Thursday, April 16, 2009

"The Cenci" - II.ii.27-40

Though your peculiar case is hard, I know
The Pope will not divert the course of law.
After that impious feast the other night
I spoke with him, and urged him then to check
Your father's cruel hand; he frowned and said,
'Children are disobedient, and they sting
Their fathers' hearts to madness and despair,
Requiting years of care with contumely.
I pity the Count Cenci from my heart;
His outraged love perhaps awakened hate,
And thus he is exasperated to ill.
In the great war between the old and young,
I, who have white hairs and a tottering body,
Will keep at least blameless neutrality.'

At this point in Shelley's tragedy we have already seen the horrific and sadistic cruelty of Cenci—his ghastly dinner party in honor of his sons' deaths, for instance, which is the "impious feast" in Camillo's speech above—and we have seen (in the play's opening lines) that Cenci's viciousness is tacitly condoned by the Church since it allows the Church to claim Cenci's property as a sort of "hush money" for his crimes. In the present speech, Camillo is explaining to Giacomo, one of Cenci's ill-treated sons, the Pope's view of his predicament. In Shelley's hands, this is a stark indictment of the corruption at the heart of the Church and the State.

The facts of the case are already quite clear, even to Camillo. Cenci, by his own admission, delights in torturing others. He loves the "sight of agony" (I.i.82) and, much as he enjoys killing his foes and hearing the groans and seeing the anguish of others, he most enjoys keeping his victims alive so that he can "feed [them] with the breath of fear / For hourly pain" (I.i.116-17). Such cruelties are certainly not reserved for others—it is common knowledge, thanks to Beatrice's speech at the "impious feast," that Cenci similarly tortures the members of his own family, from his wife Lucretia, to his daughter Beatrice and his (remaining) sons Giacomo and Bernardo. None of this is in any doubt: Cenci, by his own proud boast, is a cruel, tyrannical, vicious man.

Of course one would expect the Church to condemn such behavior, and, in a society where ecclesiastical and civil law are indistinguishable, to try to stop Cenci's wanton cruelty. Such at least is Giacomo's hope in appealling, through Camillo, to the Pope. But instead of sympathy, Camillo reports only the Pope's sympathy for Cenci. The Pope "will not divert the course of law"—even when that "law" sanctions such appalling cruelty.
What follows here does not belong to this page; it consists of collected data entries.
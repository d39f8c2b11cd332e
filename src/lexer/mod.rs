//! Tokenizer for type annotations
//!
//! Splits an annotation such as `Int -> (Maybe a -> Int) -> a b` into a lazy,
//! forward-only stream of [`Token`]s. Whitespace between tokens is dropped.
//! Once the input is exhausted the tokenizer keeps answering with an
//! [`TokenKind::Eof`] token.

use std::fmt;
use std::sync::LazyLock;

use regex::Regex;

/// Byte range into the annotation text.
#[derive(Debug, Clone, Copy, Default, PartialEq, Eq, Hash)]
pub struct Span {
    pub start: usize,
    pub end: usize,
}

impl Span {
    pub fn new(start: usize, end: usize) -> Self {
        Self { start, end }
    }

    pub fn merge(&self, other: &Span) -> Span {
        Span {
            start: self.start.min(other.start),
            end: self.end.max(other.end),
        }
    }
}

impl fmt::Display for Span {
    fn fmt(&self, f: &mut fmt::Formatter<'_>) -> fmt::Result {
        write!(f, "{}..{}", self.start, self.end)
    }
}

/// Closed set of token classes. `Eof` marks the end of input.
#[derive(Debug, Clone, Copy, PartialEq, Eq, Hash)]
pub enum TokenKind {
    UpperIdent,
    LowerIdent,
    Arrow,
    LParen,
    RParen,
    Eof,
}

impl TokenKind {
    pub fn is_ident(&self) -> bool {
        matches!(self, TokenKind::UpperIdent | TokenKind::LowerIdent)
    }
}

impl fmt::Display for TokenKind {
    fn fmt(&self, f: &mut fmt::Formatter<'_>) -> fmt::Result {
        let name = match self {
            TokenKind::UpperIdent => "UPPER_ID",
            TokenKind::LowerIdent => "LOWER_ID",
            TokenKind::Arrow => "ARROW",
            TokenKind::LParen => "L_PAREN",
            TokenKind::RParen => "R_PAREN",
            TokenKind::Eof => "EOF",
        };
        f.write_str(name)
    }
}

/// A classified piece of the input and where it came from.
#[derive(Debug, Clone, PartialEq, Eq)]
pub struct Token {
    pub kind: TokenKind,
    pub value: String,
    pub position: Span,
}

impl Token {
    pub fn new(kind: TokenKind, value: impl Into<String>, position: Span) -> Self {
        Self {
            kind,
            value: value.into(),
            position,
        }
    }

    pub fn eof(at: usize) -> Self {
        Self::new(TokenKind::Eof, "", Span::new(at, at))
    }

    /// Tokenize the whole input eagerly. The last token is always `Eof`.
    pub fn lex(source: &str) -> Result<Vec<Token>, LexError> {
        Tokenizer::new(source).collect()
    }

    /// Returns a human-readable description of the token
    pub fn describe(&self) -> String {
        match self.kind {
            TokenKind::UpperIdent | TokenKind::LowerIdent => {
                format!("identifier '{}'", self.value)
            }
            TokenKind::Arrow => "'->'".to_string(),
            TokenKind::LParen => "'('".to_string(),
            TokenKind::RParen => "')'".to_string(),
            TokenKind::Eof => "end of input".to_string(),
        }
    }
}

/// No token pattern matches the remaining input.
#[derive(Debug, Clone, PartialEq, Eq)]
pub struct LexError {
    pub remainder: String,
    pub position: usize,
}

impl fmt::Display for LexError {
    fn fmt(&self, f: &mut fmt::Formatter<'_>) -> fmt::Result {
        write!(
            f,
            "invalid text at offset {}: {:?}",
            self.position, self.remainder
        )
    }
}

impl std::error::Error for LexError {}

// Tried in order; the first match wins. Each pattern also eats trailing whitespace.
static LEXEMES: LazyLock<Vec<(Regex, TokenKind)>> = LazyLock::new(|| {
    [
        (r"^([A-Z]\w*)\s*", TokenKind::UpperIdent),
        (r"^([a-z]\w*)\s*", TokenKind::LowerIdent),
        (r"^(->)\s*", TokenKind::Arrow),
        (r"^(\()\s*", TokenKind::LParen),
        (r"^(\))\s*", TokenKind::RParen),
    ]
    .into_iter()
    .map(|(pattern, kind)| (Regex::new(pattern).unwrap(), kind))
    .collect()
});

static LEADING_WS: LazyLock<Regex> = LazyLock::new(|| Regex::new(r"^\s*").unwrap());

/// Lazy, single-pass token stream over an annotation.
pub struct Tokenizer<'src> {
    source: &'src str,
    offset: usize,
    done: bool,
}

impl<'src> Tokenizer<'src> {
    pub fn new(source: &'src str) -> Self {
        let offset = LEADING_WS.find(source).map(|m| m.end()).unwrap_or(0);
        Self {
            source,
            offset,
            done: false,
        }
    }

    /// The text that has not been consumed yet.
    pub fn remainder(&self) -> &'src str {
        &self.source[self.offset..]
    }

    pub fn offset(&self) -> usize {
        self.offset
    }

    pub fn next_token(&mut self) -> Result<Token, LexError> {
        let rest = self.remainder();
        if rest.is_empty() {
            return Ok(Token::eof(self.offset));
        }

        for (pattern, kind) in LEXEMES.iter() {
            let Some(caps) = pattern.captures(rest) else {
                continue;
            };
            let (Some(whole), Some(text)) = (caps.get(0), caps.get(1)) else {
                continue;
            };
            let start = self.offset;
            let token = Token::new(
                *kind,
                text.as_str(),
                Span::new(start, start + text.end()),
            );
            self.offset += whole.end();
            tracing::trace!(kind = %token.kind, value = %token.value, at = start, "token");
            return Ok(token);
        }

        Err(LexError {
            remainder: rest.to_string(),
            position: self.offset,
        })
    }
}

impl Iterator for Tokenizer<'_> {
    type Item = Result<Token, LexError>;

    fn next(&mut self) -> Option<Self::Item> {
        if self.done {
            return None;
        }
        let result = self.next_token();
        if !matches!(&result, Ok(token) if token.kind != TokenKind::Eof) {
            self.done = true;
        }
        Some(result)
    }
}
use std::io::{self, BufRead, IsTerminal};

use anyhow::bail;
use clap::Parser;
use tracing_subscriber::EnvFilter;
use typesig::lexer::{Token, TokenKind};

#[derive(Parser, Debug)]
#[command(version, about = "Parse and normalize Haskell-style type annotations", long_about = None)]
struct Args {
    /// Annotations to parse; read one per line from stdin when omitted
    annotations: Vec<String>,
    /// Print the parsed tree instead of the canonical form
    #[arg(long)]
    tree: bool,
    /// Print the token stream
    #[arg(long)]
    tokens: bool,
    /// Raise the log level (-v debug, -vv trace)
    #[arg(short, long, action = clap::ArgAction::Count)]
    verbose: u8,
}

/// `-v` wins; otherwise `RUST_LOG` is used as is, falling back to `warn`.
fn log_filter(verbose: u8) -> EnvFilter {
    match verbose {
        0 => EnvFilter::try_from_default_env().unwrap_or_else(|_| EnvFilter::new("warn")),
        1 => EnvFilter::new("debug"),
        _ => EnvFilter::new("trace"),
    }
}

fn init_logging(verbose: u8) {
    tracing_subscriber::fmt()
        .with_env_filter(log_filter(verbose))
        .with_writer(io::stderr)
        .with_ansi(io::stderr().is_terminal())
        .init();
}

fn token_lines(input: &str) -> Result<Vec<String>, typesig::LexError> {
    let tokens = Token::lex(input)?;
    Ok(tokens
        .iter()
        .filter(|t| t.kind != TokenKind::Eof)
        .map(|t| format!("{} {} @{}", t.kind, t.value, t.position))
        .collect())
}

/// Everything printed for one annotation.
fn render(input: &str, args: &Args) -> Result<Vec<String>, typesig::Error> {
    let mut lines = if args.tokens {
        token_lines(input)?
    } else {
        Vec::new()
    };
    let ty = typesig::parse(input)?;
    lines.push(if args.tree {
        ty.structure()
    } else {
        ty.to_string()
    });
    Ok(lines)
}

fn main() -> anyhow::Result<()> {
    let args = Args::parse();
    init_logging(args.verbose);

    let inputs = if args.annotations.is_empty() {
        io::stdin()
            .lock()
            .lines()
            .filter(|line| !matches!(line, Ok(l) if l.trim().is_empty()))
            .collect::<Result<Vec<_>, _>>()?
    } else {
        args.annotations.clone()
    };

    let mut failures = 0;
    for input in &inputs {
        match render(input, &args) {
            Ok(lines) => {
                for line in lines {
                    println!("{}", line);
                }
            }
            Err(err) => {
                eprintln!("{}: {}", input.trim(), err);
                failures += 1;
            }
        }
    }

    if failures > 0 {
        bail!("{} of {} annotations failed to parse", failures, inputs.len());
    }
    Ok(())
}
And, adding insult to injury, the Pope reads the situation according to a cultural stereotype that has over-reaching, greedy children who repay their father's "years of care" with scorn and insults ("contumely"). In short, the Pope reads the problems of the Cenci household as an instance of the "great war between the old and young" wherein the young are at least as much at fault as the old. The Pope claims a "blameless neutrality," but we know that the Pope in particular and the Church in general profit greatly from Cenci's acts.

There could scarcely be a clearer instance of Shelley's characteristic critique of the hypocrisy he saw in the collusion of Church and State. The play as a whole is ideologically lopsided—Cenci and the ecclesiastical politics that tolerate him are clearly evil; Cenci's wife and children are (at least until Cenci's murder) clearly virtuous. And yet all the instruments of church and state are brought in to support Cenci. Why? Part of the answer lies in simple materialistic hypocrisy. As noted above, it is profitable for the church to let Cenci commit his crimes and then to extort his property as punishment. But the answer also lies in the patriarchal social order. In the Pope's view, the domestic politics of the Cenci household offer an image of his own power as "father" of church. Camillo says as much a few lines later when he reports that the Pope "holds it of most dangerous example / In aught to weaken the paternal power, / Being, as 't were, the shadow of his own" (II.ii.54-56). In other words, the Pope sees an analogy between the organization of the individual household and family and the organization of the church and state.

The conception is illuminating, particularly with respect to "private sphere"/"public sphere" distinctions from the 18th century or the gendered "separate sphere ideology" that emerged strongly in the 19th. It also adds a new dimension to the political strife that rocked Britain in the years following the French Revolution. In Shelley's view, this was not just an abstract political question; instead, it also plays itself out in the domestic politics at the level of the individual family.